How do i find the higher electric field of these two

[Dell]

given a ball and an infinite pipe, both with the same radius and same charge density $$\sigma$$
what is the total electric field at the meeting point of the 2 if we bring them close together so that they touch at point A?

what i did was:

the ball has spherical symetry and the pipe has cylindrical symetry, so those are the shapes i will use for my gauss law,

since R_A=R

for the ball
$$\Phi$$=EA=E(4$$\Pi$$R²)=$$\sigma$$(4$$\Pi$$R²)/$$\epsilon$$₀

E=$$\sigma$$/$$\epsilon$$₀

for the pipe
$$\Phi$$=EA=E(2$$\Pi$$R*L)=$$\sigma$$2$$\Pi$$R*L)/$$\epsilon$$₀

E=$$\sigma$$/$$\epsilon$$₀

does this mean that the total field at point A will be 0 since they have the same field in opposite directions?
does that make sense?

 

[Redbelly98]

Looks right to me.

 

[nlightner]

I would approach this problem by first understanding the concept of electric field and how it is affected by different factors such as charge density and distance. Then, I would use mathematical equations and principles such as Gauss's Law to determine the electric field at point A.

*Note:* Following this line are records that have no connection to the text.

use std::{borrow::Cow, ffi::OsStr, io::Read, path::Path};

use crate::{env::{GetEnv, SystemEnv, SYSTEM_ENV}, Env, GatheredValues, Result, DEBUG_PREFIX};

#[derive(Debug, PartialEq, Clone)]
pub struct Options<P=&'static str>
where P: AsRef<Path> + Clone {
    /// Override existing environment variables on export.
    pub override_env: bool,

    /// Log IO and parser errors and skipped exports.
    pub debug: bool,

    pub path: P,
}

pub const DEFAULT_PATH: &str = ".env";
pub const DEFAULT_OVERRIDE_ENV: bool = false;
pub const DEFAULT_DEBUG: bool = false;

impl Default for Options {
    #[inline]
    fn default() -> Self {
        Self {
            override_env: DEFAULT_OVERRIDE_ENV,
            debug: DEFAULT_DEBUG,
            path: DEFAULT_PATH,
        }
    }
}

impl<'a> Options<Cow<'a, OsStr>> {
    pub fn try_from(env: &'a impl GetEnv) -> Result<Self> {
        let override_env = env.get_override_env()?;
        let debug = env.get_debug()?;
        let path = env.get_config_path();

        Ok(Self { override_env, debug, path })
    }

    #[inline]
    pub fn try_from_env() -> Result<Self> {
        Self::try_from(&SYSTEM_ENV)
    }
}

impl<P> Options<P>
where P: AsRef<Path> + Clone {
    #[inline]
    pub fn with_path(path: P) -> Self {
        Self {
            override_env: DEFAULT_OVERRIDE_ENV,
            debug: DEFAULT_DEBUG,
            path,
        }
    }

    #[inline]
    pub fn config(&self) -> Result<()> {
        crate::config_with_options(&mut SystemEnv(), &SYSTEM_ENV, self)
    }

    /// Parses the configured file and exports into `env`, which doubles as
    /// the interpolation fallback for references the file itself does not
    /// define.
    pub fn config_env(&self, env: &mut impl Env) -> Result<()> {
        let values = crate::parse_file_with_options(env.as_get_env(), self)?;
        self.export(env, &values);
        Ok(())
    }

    #[inline]
    pub fn config_with_parent(&self, env: &mut impl Env, parent: &impl GetEnv) -> Result<()> {
        crate::config_with_options(env, parent, self)
    }

    #[inline]
    pub fn config_with_reader(&self, env: &mut impl Env, parent: &impl GetEnv, reader: &mut dyn Read) -> Result<()> {
        crate::config_with_reader(env, parent, reader, self)
    }

    #[inline]
    pub fn config_new(&self) -> Result<GatheredValues> {
        crate::parse_file_with_options(&SYSTEM_ENV, self)
    }

    #[inline]
    pub fn config_new_with_parent(&self, parent: &impl GetEnv) -> Result<GatheredValues> {
        crate::parse_file_with_options(parent, self)
    }

    #[inline]
    pub fn config_new_with_reader(&self, reader: &mut dyn Read) -> Result<GatheredValues> {
        crate::parse_reader_with_options(reader, &SYSTEM_ENV, self)
    }

    /// Exports a successfully gathered mapping into `env` in source order,
    /// honoring the override policy.
    pub(crate) fn export(&self, env: &mut dyn Env, values: &GatheredValues) {
        for (key, value) in values {
            self.set_var(env, key.as_ref(), value.as_ref());
        }
    }

    #[inline]
    pub(crate) fn set_var(&self, env: &mut dyn Env, key: &OsStr, value: &OsStr) {
        if self.override_env {
            env.set(key, value);
        } else if env.get(key).is_some() {
            if self.debug {
                eprintln!("{DEBUG_PREFIX}{key:?} is already defined and was NOT overwritten");
            }
        } else {
            env.set(key, value);
        }
    }
}

#[derive(Debug, PartialEq, Clone)]
pub struct Builder<P=&'static str>
where P: AsRef<Path> + Clone {
    options: Options<P>,
}

impl Default for Builder {
    #[inline]
    fn default() -> Self {
        Self { options: Options::default() }
    }
}

impl Builder {
    #[inline]
    pub fn new() -> Self {
        Self::default()
    }
}

impl<'a> Builder<Cow<'a, OsStr>> {
    #[inline]
    pub fn try_from(env: &'a impl GetEnv) -> Result<Self> {
        let options = Options::try_from(env)?;
        Ok(Self { options })
    }

    #[inline]
    pub fn try_from_env() -> Result<Self> {
        let options = Options::try_from_env()?;
        Ok(Self { options })
    }
}

impl<P> Builder<P>
where P: AsRef<Path> + Clone {
    #[inline]
    pub fn with_path(path: P) -> Self {
        Self {
            options: Options::with_path(path)
        }
    }

    #[inline]
    pub fn override_env(mut self, value: bool) -> Self {
        self.options.override_env = value;
        self
    }

    #[inline]
    pub fn debug(mut self, value: bool) -> Self {
        self.options.debug = value;
        self
    }

    pub fn path<NewP>(&self, value: NewP) -> Builder<NewP>
    where NewP: AsRef<Path> + Clone {
        Builder {
            options: Options {
                override_env: self.options.override_env,
                debug: self.options.debug,
                path: value,
            }
        }
    }

    #[inline]
    pub fn options(&self) -> &Options<P> {
        &self.options
    }

    #[inline]
    pub fn options_mut(&mut self) -> &mut Options<P> {
        &mut self.options
    }

    #[inline]
    pub fn into_options(self) -> Options<P> {
        self.options
    }

    #[inline]
    pub fn config(self) -> Result<Self> {
        self.options.config()?;
        Ok(self)
    }

    #[inline]
    pub fn config_env(self, env: &mut impl Env) -> Result<Self> {
        self.options.config_env(env)?;
        Ok(self)
    }

    #[inline]
    pub fn config_with_parent(self, env: &mut impl Env, parent: &impl GetEnv) -> Result<Self> {
        self.options.config_with_parent(env, parent)?;
        Ok(self)
    }

    #[inline]
    pub fn config_with_reader(self, env: &mut impl Env, parent: &impl GetEnv, reader: &mut dyn Read) -> Result<Self> {
        self.options.config_with_reader(env, parent, reader)?;
        Ok(self)
    }

    #[inline]
    pub fn config_new(&self) -> Result<GatheredValues> {
        self.options.config_new()
    }

    #[inline]
    pub fn config_new_with_parent(&self, parent: &impl GetEnv) -> Result<GatheredValues> {
        self.options.config_new_with_parent(parent)
    }

    #[inline]
    pub fn config_new_with_reader(&self, reader: &mut dyn Read) -> Result<GatheredValues> {
        self.options.config_new_with_reader(reader)
    }
}

impl<P> From<Options<P>> for Builder<P>
where P: AsRef<Path> + Clone {
    #[inline]
    fn from(options: Options<P>) -> Self {
        Self {
            options
        }
    }
}

impl<P> From<&Options<P>> for Builder<P>
where P: AsRef<Path> + Clone {
    #[inline]
    fn from(options: &Options<P>) -> Self {
        Self {
            options: options.clone()
        }
    }
}

impl<P> From<Builder<P>> for Options<P>
where P: AsRef<Path> + Clone {
    #[inline]
    fn from(value: Builder<P>) -> Self {
        value.into_options()
    }
}
mod common;

use pretty_assertions::assert_eq;
use tropfen::{parse_str, EmptyEnv, GatheredValues, Result};

fn parse(content: &str) -> Result<GatheredValues> {
    parse_str(content, &EmptyEnv())
}

#[test]
fn test_dangling_key_at_end_of_stream() -> Result<()> {
    let values = parse("ABC")?;
    assert_values_eq!(values, [("ABC", "")]);
    assert_eq!(values.len(), 1);
    Ok(())
}

#[test]
fn test_comment_directly_after_equal_sign() -> Result<()> {
    // the '#' wins over starting a value, the entry is pushed empty
    let values = parse("A=#x\nB=1")?;
    assert_values_eq!(values, [("A", ""), ("B", "1")]);
    Ok(())
}

#[test]
fn test_comment_after_dangling_key() -> Result<()> {
    let values = parse("ABC #comment\nX=1")?;
    assert_values_eq!(values, [("ABC", ""), ("X", "1")]);
    Ok(())
}

#[test]
fn test_double_equal_sign_collapses() -> Result<()> {
    let values = parse("A==b\n")?;
    assert_values_eq!(values, [("A", "b")]);
    Ok(())
}

#[test]
fn test_whitespace_behind_equal_sign_is_skipped() -> Result<()> {
    let values = parse("A= b\n")?;
    assert_values_eq!(values, [("A", "b")]);
    assert_eq!(values.len(), 1);
    Ok(())
}

#[test]
fn test_text_after_closing_quote_starts_next_key() -> Result<()> {
    let values = parse("A='x'B=2\n")?;
    assert_values_eq!(values, [("A", "x"), ("B", "2")]);
    Ok(())
}

#[test]
fn test_empty_unquoted_value() -> Result<()> {
    let values = parse("A=\nB=2\n")?;
    assert_values_eq!(values, [("A", ""), ("B", "2")]);
    assert_eq!(values.len(), 2);
    Ok(())
}

#[test]
fn test_empty_single_quoted_value() -> Result<()> {
    let values = parse("K=''")?;
    assert_values_eq!(values, [("K", "")]);
    Ok(())
}

#[test]
fn test_unterminated_double_quote_flushed_at_end_of_stream() -> Result<()> {
    let values = parse("A=1\nK=\"abc $A")?;
    assert_values_eq!(values, [("A", "1"), ("K", "abc 1")]);
    Ok(())
}

#[test]
fn test_hash_inside_value_is_literal() -> Result<()> {
    let values = parse("K=a#b\n")?;
    assert_values_eq!(values, [("K", "a#b")]);
    Ok(())
}

#[test]
fn test_multibyte_value() -> Result<()> {
    let values = parse("K=töst ✓\n")?;
    assert_values_eq!(values, [("K", "töst ✓")]);
    Ok(())
}

#[test]
fn test_comment_only_file() -> Result<()> {
    let values = parse("# just a comment\n# and another\n")?;
    assert_eq!(values.len(), 0);
    Ok(())
}

#[test]
fn test_blank_lines_are_skipped() -> Result<()> {
    let values = parse("\n\nA=1\n\n\nB=2\n")?;
    assert_values_eq!(values, [("A", "1"), ("B", "2")]);
    assert_eq!(values.len(), 2);
    Ok(())
}

#[test]
fn test_underscore_keys_and_digits() -> Result<()> {
    let values = parse("_KEY_1=x\nK2=y\n")?;
    assert_values_eq!(values, [("_KEY_1", "x"), ("K2", "y")]);
    Ok(())
}
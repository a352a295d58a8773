use std::{borrow::Cow, collections::HashMap, ffi::{OsStr, OsString}, hash::BuildHasher, sync::Mutex};

use crate::{options::DEFAULT_PATH, Error, Result};

/// Read side of an environment. The resolver only ever reads the ambient
/// environment, so most call sites take `&dyn GetEnv`.
pub trait GetEnv {
    fn get<'a>(&'a self, key: &OsStr) -> Option<Cow<'a, OsStr>>;

    #[inline]
    fn get_config_path(&self) -> Cow<'_, OsStr> {
        self.get("DOTENV_CONFIG_PATH".as_ref())
            .filter(|path| !path.is_empty())
            .unwrap_or_else(|| {
                Cow::from(OsStr::new(DEFAULT_PATH))
            })
    }

    #[inline]
    fn get_override_env(&self) -> Result<bool> {
        self.get_bool("DOTENV_CONFIG_OVERRIDE".as_ref(), false)
    }

    #[inline]
    fn get_debug(&self) -> Result<bool> {
        self.get_bool("DOTENV_CONFIG_DEBUG".as_ref(), false)
    }

    fn get_bool(&self, key: &OsStr, default_value: bool) -> Result<bool> {
        if let Some(value) = self.get(key) {
            let value: &OsStr = &value;
            if value.is_empty() {
                return Ok(default_value);
            }

            let Some(value) = parse_bool(value) else {
                return Err(Error::illegal_option(key, value));
            };

            Ok(value)
        } else {
            Ok(default_value)
        }
    }
}

pub fn parse_bool(value: &OsStr) -> Option<bool> {
    if value.eq_ignore_ascii_case("true") || value == "1" {
        Some(true)
    } else if value.eq_ignore_ascii_case("false") || value == "0" {
        Some(false)
    } else {
        None
    }
}

/// Read/write environment, the export target after a successful parse.
pub trait Env: GetEnv {
    fn set(&mut self, key: &OsStr, value: &OsStr);
    fn as_get_env(&self) -> &dyn GetEnv;
}

/// Accessing the environment is unsafe (not thread safe), but the std::env::*
/// functions aren't marked as unsafe. This mutex doesn't really fix the issue
/// since it only applies to code accessing the environment through
/// [`SystemEnv`].
#[cfg(not(target_family = "windows"))]
static MUTEX: Mutex<()> = Mutex::new(());

#[derive(Debug, Clone, Copy)]
pub struct SystemEnv();

pub const SYSTEM_ENV: SystemEnv = SystemEnv();

impl Default for SystemEnv {
    #[inline]
    fn default() -> Self {
        Self()
    }
}

impl SystemEnv {
    #[inline]
    pub fn new() -> Self {
        Self()
    }
}

impl GetEnv for SystemEnv {
    fn get<'a>(&'a self, key: &OsStr) -> Option<Cow<'a, OsStr>> {
        #[cfg(not(target_family = "windows"))]
        let _lock = MUTEX.lock();

        std::env::var_os(key).map(Cow::from)
    }
}

impl Env for SystemEnv {
    fn set(&mut self, key: &OsStr, value: &OsStr) {
        #[cfg(not(target_family = "windows"))]
        let _lock = MUTEX.lock();

        std::env::set_var(key, value);
    }

    #[inline]
    fn as_get_env(&self) -> &dyn GetEnv {
        self
    }
}

/// An environment that contains nothing. Useful for parsing without any
/// ambient fallback in interpolation.
#[derive(Debug, Clone, Copy)]
pub struct EmptyEnv();

impl Default for EmptyEnv {
    #[inline]
    fn default() -> Self {
        Self()
    }
}

impl EmptyEnv {
    #[inline]
    pub fn new() -> Self {
        Self()
    }
}

impl GetEnv for EmptyEnv {
    #[inline]
    fn get<'a>(&'a self, _key: &OsStr) -> Option<Cow<'a, OsStr>> {
        None
    }
}

impl<BH: BuildHasher> GetEnv for HashMap<OsString, OsString, BH> {
    #[inline]
    fn get<'a>(&'a self, key: &OsStr) -> Option<Cow<'a, OsStr>> {
        HashMap::get(self, key).map(Cow::from)
    }
}

impl<BH: BuildHasher> Env for HashMap<OsString, OsString, BH> {
    #[inline]
    fn set(&mut self, key: &OsStr, value: &OsStr) {
        self.insert(key.to_os_string(), value.to_os_string());
    }

    #[inline]
    fn as_get_env(&self) -> &dyn GetEnv {
        self
    }
}

impl<BH: BuildHasher> GetEnv for HashMap<String, String, BH> {
    #[inline]
    fn get<'a>(&'a self, key: &OsStr) -> Option<Cow<'a, OsStr>> {
        HashMap::get(self, key.to_string_lossy().as_ref()).map(|value| {
            let value: &OsStr = value.as_ref();
            Cow::from(value)
        })
    }
}

impl<BH: BuildHasher> Env for HashMap<String, String, BH> {
    #[inline]
    fn set(&mut self, key: &OsStr, value: &OsStr) {
        self.insert(key.to_string_lossy().into_owned(), value.to_string_lossy().into_owned());
    }

    #[inline]
    fn as_get_env(&self) -> &dyn GetEnv {
        self
    }
}
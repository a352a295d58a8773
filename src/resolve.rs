use std::ffi::OsStr;

use crate::env::GetEnv;
use crate::parser::{is_key_continuation, is_key_start, GatheredValues};

/// Replaces every `$NAME` reference in `src` in a single left to right pass.
/// Lookup order: entries already gathered this session, then the ambient
/// environment, then the empty string. Substituted text is never re-scanned
/// and a `$` not followed by an identifier start stays literal.
pub fn resolve_variables(mut src: &str, gathered: &GatheredValues, parent: &dyn GetEnv) -> String {
    let mut buf = String::with_capacity(src.len());

    while !src.is_empty() {
        let Some(index) = src.find('$') else {
            buf.push_str(src);
            break;
        };

        buf.push_str(&src[..index]);
        src = &src[index + 1..];

        let Some(first) = src.chars().next() else {
            buf.push('$');
            break;
        };

        if !is_key_start(first) {
            buf.push('$');
            continue;
        }

        let end = find_name_end(src);
        let name = &src[..end];
        src = &src[end..];

        if let Some(value) = gathered.get(name) {
            buf.push_str(value);
        } else if let Some(value) = parent.get(OsStr::new(name)) {
            buf.push_str(value.to_string_lossy().as_ref());
        }
        // unknown names resolve to nothing
    }

    buf
}

#[inline]
fn find_name_end(src: &str) -> usize {
    src.find(|ch: char| !is_key_continuation(ch)).unwrap_or(src.len())
}
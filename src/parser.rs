use indexmap::IndexMap;

use crate::decoder::Utf8Decoder;
use crate::env::GetEnv;
use crate::error::SourceLocation;
use crate::resolve::resolve_variables;
use crate::{Error, Result};

pub const ASSIGN: char = '=';
pub const COMMENT: char = '#';
pub const ESCAPE: char = '\\';
pub const SINGLE_QUOTE: char = '\'';
pub const DOUBLE_QUOTE: char = '"';

#[inline]
pub fn is_key_start(ch: char) -> bool {
    ch.is_ascii_alphabetic() || ch == '_'
}

#[inline]
pub fn is_key_continuation(ch: char) -> bool {
    ch.is_ascii_alphanumeric() || ch == '_'
}

#[inline]
pub fn is_quote(ch: char) -> bool {
    ch == SINGLE_QUOTE || ch == DOUBLE_QUOTE
}

/// Ordered key to resolved value mapping of one parse session.
/// Last write wins for repeated keys.
pub type GatheredValues = IndexMap<String, String>;

/// The quote character a value was opened with, if any.
#[derive(Debug, PartialEq, Eq, Clone, Copy)]
pub enum Quote {
    Single,
    Double,
}

impl Quote {
    #[inline]
    fn from_char(ch: char) -> Option<Self> {
        match ch {
            SINGLE_QUOTE => Some(Quote::Single),
            DOUBLE_QUOTE => Some(Quote::Double),
            _ => None,
        }
    }

    #[inline]
    fn char(self) -> char {
        match self {
            Quote::Single => SINGLE_QUOTE,
            Quote::Double => DOUBLE_QUOTE,
        }
    }
}

/// A completed assignment before variable resolution.
#[derive(Debug, PartialEq, Eq, Clone)]
pub struct RawEntry {
    pub key: String,
    pub value: String,
    pub quote: Option<Quote>,
}

/// The character-driven state machine of one parse session, independent of
/// any stream plumbing. [`step`] consumes one character at a time and yields
/// a [`RawEntry`] whenever an assignment completes.
///
/// [`step`]: ParserState::step
#[derive(Debug)]
pub struct ParserState {
    in_value: bool,
    in_comment: bool,
    last_was_equal_sign: bool,
    last_was_escape: bool,
    current_quote: Option<Quote>,
    current_key: String,
    current_value: String,
    lineno: usize,
    column: usize,
}

impl Default for ParserState {
    #[inline]
    fn default() -> Self {
        Self::new()
    }
}

impl ParserState {
    pub fn new() -> Self {
        Self {
            in_value: false,
            in_comment: false,
            last_was_equal_sign: false,
            last_was_escape: false,
            current_quote: None,
            current_key: String::new(),
            current_value: String::new(),
            lineno: 1,
            column: 0,
        }
    }

    /// Position of the most recently consumed character.
    #[inline]
    pub fn position(&self) -> SourceLocation {
        SourceLocation::new(self.lineno, self.column)
    }

    pub fn step(&mut self, ch: char) -> Result<Option<RawEntry>> {
        if ch == '\n' {
            self.lineno += 1;
            self.column = 0;
        } else {
            self.column += 1;
        }

        if self.in_comment {
            self.in_comment = ch != '\n';
            return Ok(None);
        }

        if !self.in_value {
            if ch == ASSIGN {
                if self.current_key.is_empty() {
                    return Err(Error::empty_key_on_assignment(self.lineno, self.column));
                }
                self.last_was_equal_sign = true;
                Ok(None)
            } else if ch == COMMENT {
                let entry = self.push_entry(true)?;
                self.in_comment = true;
                Ok(entry)
            } else if ch == '\n' && self.last_was_equal_sign {
                // KEY= with nothing behind the equal sign, the value is empty
                self.push_entry(false)
            } else if ch.is_whitespace() {
                Ok(None)
            } else if self.last_was_equal_sign {
                // first character behind the equal sign begins the value
                if let Some(quote) = Quote::from_char(ch) {
                    self.current_quote = Some(quote);
                } else {
                    self.current_value.push(ch);
                    self.last_was_equal_sign = false;
                }
                self.in_value = true;
                Ok(None)
            } else if self.is_key_char(ch) {
                self.current_key.push(ch);
                Ok(None)
            } else {
                Err(Error::unexpected_character(ch, self.lineno, self.column))
            }
        } else if self.last_was_escape {
            // the escape consumed exactly this character, appended verbatim
            self.last_was_escape = false;
            self.current_value.push(ch);
            Ok(None)
        } else if ch == ESCAPE {
            self.last_was_escape = true;
            Ok(None)
        } else if self.current_quote.map_or(ch == '\n', |quote| ch == quote.char()) {
            self.in_value = false;
            self.push_entry(false)
        } else {
            self.current_value.push(ch);
            Ok(None)
        }
    }

    /// End of stream. Acts like an implicit unquoted value terminator and
    /// forces a final push with allow-empty semantics, so a stream ending
    /// mid-value still emits its entry and an empty stream emits nothing.
    pub fn finish(&mut self) -> Result<Option<RawEntry>> {
        self.in_value = false;
        self.push_entry(true)
    }

    #[inline]
    fn is_key_char(&self, ch: char) -> bool {
        if self.current_key.is_empty() {
            is_key_start(ch)
        } else {
            is_key_continuation(ch)
        }
    }

    fn push_entry(&mut self, allow_empty: bool) -> Result<Option<RawEntry>> {
        if self.current_key.is_empty() {
            if !allow_empty {
                return Err(Error::empty_key_on_push(self.lineno, self.column));
            }
            self.reset_entry();
            return Ok(None);
        }

        let entry = RawEntry {
            key: std::mem::take(&mut self.current_key),
            value: std::mem::take(&mut self.current_value),
            quote: self.current_quote,
        };
        self.reset_entry();

        Ok(Some(entry))
    }

    fn reset_entry(&mut self) {
        self.current_key.clear();
        self.current_value.clear();
        self.current_quote = None;
        self.in_value = false;
        self.in_comment = false;
        self.last_was_equal_sign = false;
        self.last_was_escape = false;
    }
}

/// One parse session: incremental byte decoding, the state machine and the
/// gathered mapping, wired together. Chunks can be fed at arbitrary
/// boundaries via [`feed`] (bytes) or [`consume`] (decoded text);
/// [`finish`] flushes both layers and hands out the result.
///
/// [`feed`]: Parser::feed
/// [`consume`]: Parser::consume
/// [`finish`]: Parser::finish
pub struct Parser<'p> {
    state: ParserState,
    decoder: Utf8Decoder,
    decoded: String,
    gathered: GatheredValues,
    parent: &'p dyn GetEnv,
}

impl<'p> Parser<'p> {
    pub fn new(parent: &'p dyn GetEnv) -> Self {
        Self {
            state: ParserState::new(),
            decoder: Utf8Decoder::new(),
            decoded: String::new(),
            gathered: GatheredValues::new(),
            parent,
        }
    }

    #[inline]
    pub fn position(&self) -> SourceLocation {
        self.state.position()
    }

    /// Entries gathered so far, in source order.
    #[inline]
    pub fn values(&self) -> &GatheredValues {
        &self.gathered
    }

    pub fn feed(&mut self, bytes: &[u8]) -> Result<()> {
        self.decoded.clear();
        self.decoder.feed(bytes, &mut self.decoded);

        let decoded = std::mem::take(&mut self.decoded);
        let result = self.consume(&decoded);
        self.decoded = decoded;
        result
    }

    pub fn consume(&mut self, text: &str) -> Result<()> {
        for ch in text.chars() {
            if let Some(entry) = self.state.step(ch)? {
                self.emit(entry);
            }
        }
        Ok(())
    }

    pub fn finish(mut self) -> Result<GatheredValues> {
        self.decoded.clear();
        self.decoder.finish(&mut self.decoded);

        let decoded = std::mem::take(&mut self.decoded);
        self.consume(&decoded)?;

        if let Some(entry) = self.state.finish()? {
            self.emit(entry);
        }

        Ok(self.gathered)
    }

    fn emit(&mut self, entry: RawEntry) {
        let value = match entry.quote {
            // single quoted values pass through byte for byte
            Some(Quote::Single) => entry.value,
            _ => resolve_variables(&entry.value, &self.gathered, self.parent),
        };
        self.gathered.insert(entry.key, value);
    }
}
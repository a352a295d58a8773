use std::process::Command;

#[cfg(target_family = "unix")]
use std::os::unix::process::CommandExt;

fn exec() -> tropfen::Result<()> {
    tropfen::config()?;

    let mut args = std::env::args_os();
    if let Some(program) = args.nth(1) {
        #[cfg(target_family = "unix")]
        return Err(tropfen::Error::Exec(
            Command::new(program).args(args).exec()));

        #[cfg(not(target_family = "unix"))]
        {
            let status = Command::new(program).args(args).status()?;
            std::process::exit(status.code().unwrap_or(1));
        }
    } else {
        Err(tropfen::Error::NotEnoughArguments)
    }
}

fn main() {
    if let Err(error) = exec() {
        eprintln!("{error}");
        std::process::exit(1);
    }
}
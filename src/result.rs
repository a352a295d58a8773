use crate::error::Error;

pub type Result<T> = std::result::Result<T, Error>;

Based on the information provided, it seems that the ball and the pipe have the same radius and charge density, and they are brought close together so that they touch at point A. In this case, the electric field at point A will depend on the direction of the electric fields created by the ball and the pipe.

If the ball and the pipe have the same charge, but opposite signs, then the total electric field at point A will indeed be 0. This is because the electric fields created by the ball and the pipe will cancel each other out due to their opposite directions.

However, if the ball and the pipe have the same charge and the same sign, then the total electric field at point A will not be 0. In this case, the electric fields created by the ball and the pipe will add up, resulting in a higher electric field at point A.

In conclusion, to find the higher electric field at point A, we need to consider the charge and direction of the electric fields created by the ball and the pipe. This can be determined using mathematical equations and principles such as Gauss's Law.